Luigi Ballerini, escritor infantil e psicoterapeuta, também nos lembra disso em seu artigo que nos inspirou essa ideia.[1]: Em última análise, a admiração nada mais é do que uma forma de confiança [...] É a ideia de que ainda há um mundo para descobrir, compreender, encontrar. Isto explica por que a perda do deslumbramento é tão grave: sem ela, a vida se achata na repetição de um olhar cansado que não vê mais nada. […] Se perdermos a capacidade de nos questionarmos, não nos tornamos mais realistas e eficientes, apenas perdemos a possibilidade de ainda nos deixarmos provocar pela realidade, de reconhecer que nós próprios podemos continuar a mudar e a melhorar dentro daquilo que encontramos”.

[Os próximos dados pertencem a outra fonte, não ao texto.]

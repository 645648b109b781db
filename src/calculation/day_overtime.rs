//! Day-scoped overtime signal.
//!
//! A cheap per-day figure used for display and alerts only. It has none of
//! the monthly billing logic: no guaranteed hours, no max-hours ceiling.

use rust_decimal::Decimal;

/// Returns the day's hours beyond the contract's free-overtime allowance,
/// clamped at zero.
///
/// This is informational; billable overtime is decided monthly by
/// [`calculate_monthly_payment`](crate::calculation::calculate_monthly_payment).
pub fn day_overtime(day_hours: Decimal, free_overtime_hours: Decimal) -> Decimal {
    (day_hours - free_overtime_hours).max(Decimal::ZERO)
}

#[cfg(test)]
mod tests {
    use super::*;

    #[test]
    fn test_hours_under_allowance_are_zero() {
        assert_eq!(
            day_overtime(Decimal::new(8, 0), Decimal::new(10, 0)),
            Decimal::ZERO
        );
    }

    #[test]
    fn test_hours_over_allowance_are_the_excess() {
        assert_eq!(
            day_overtime(Decimal::new(12, 0), Decimal::new(10, 0)),
            Decimal::new(2, 0)
        );
    }

    #[test]
    fn test_hours_at_allowance_are_zero() {
        assert_eq!(
            day_overtime(Decimal::new(10, 0), Decimal::new(10, 0)),
            Decimal::ZERO
        );
    }

    #[test]
    fn test_zero_allowance_passes_hours_through() {
        assert_eq!(
            day_overtime(Decimal::new(9, 0), Decimal::ZERO),
            Decimal::new(9, 0)
        );
    }
}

A maravilha nos lembra que nem tudo depende de nós. É um convite a acolhê-los com o coração aberto para reconhecer o que a vida quer nos dizer e ser grato por isso. A maravilha recorda o espanto, aquela extraordinária capacidade das crianças de se abrirem à vida e às relações; Estas dimensões são constitutivas do ser humano e durante milénios têm sido uma chave para a aventura do pensamento humano, ensinando-nos a descentralizar-nos para ir ao encontro das pessoas que talvez nos esperem, que vivem as mesmas lutas quotidianas e as mesmas esperanças que nós.

Hoje, os desafios que vêm das redes sociais e da inteligência artificial parecem desligar esta capacidade: já vimos tudo? E acima de tudo: estamos nos acostumando com tudo? Muitas vezes são os pequenos gestos que são capazes de reacender o espanto.

Surpreender-se significa manter viva a capacidade de admirar-se, de aprender com o novo e de reconhecer o valor das pessoas e das situações que encontramos, sem nos resignarmos à indiferença diante da dor e do sofrimento. Temos a coragem de olhar a realidade com atenção e abertura, colocando-nos no lugar do outro, oferecendo escuta e apoio sem julgar e cuidando de quem está passando por momentos importantes ou complexos.

São muitas as histórias diárias de cansaço, de doenças, de vidas que parecem perdidas ou sem sentido: mas existe sempre a possibilidade de o final ainda não estar escrito. Nas famílias, nos locais de assistência, muitas vezes é possível observar com admiração os sinais da revolução mais poderosa, a de um amor maior, capaz de ir além do que se poderia esperar.

Deixemo-nos surpreender com vulnerabilidade e humildade por aquilo que surge no nosso caminho e façamos com que isso não fique confinado à intimidade do coração, mas se manifeste nas relações, na vida partilhada, no tecido das gerações vindouras.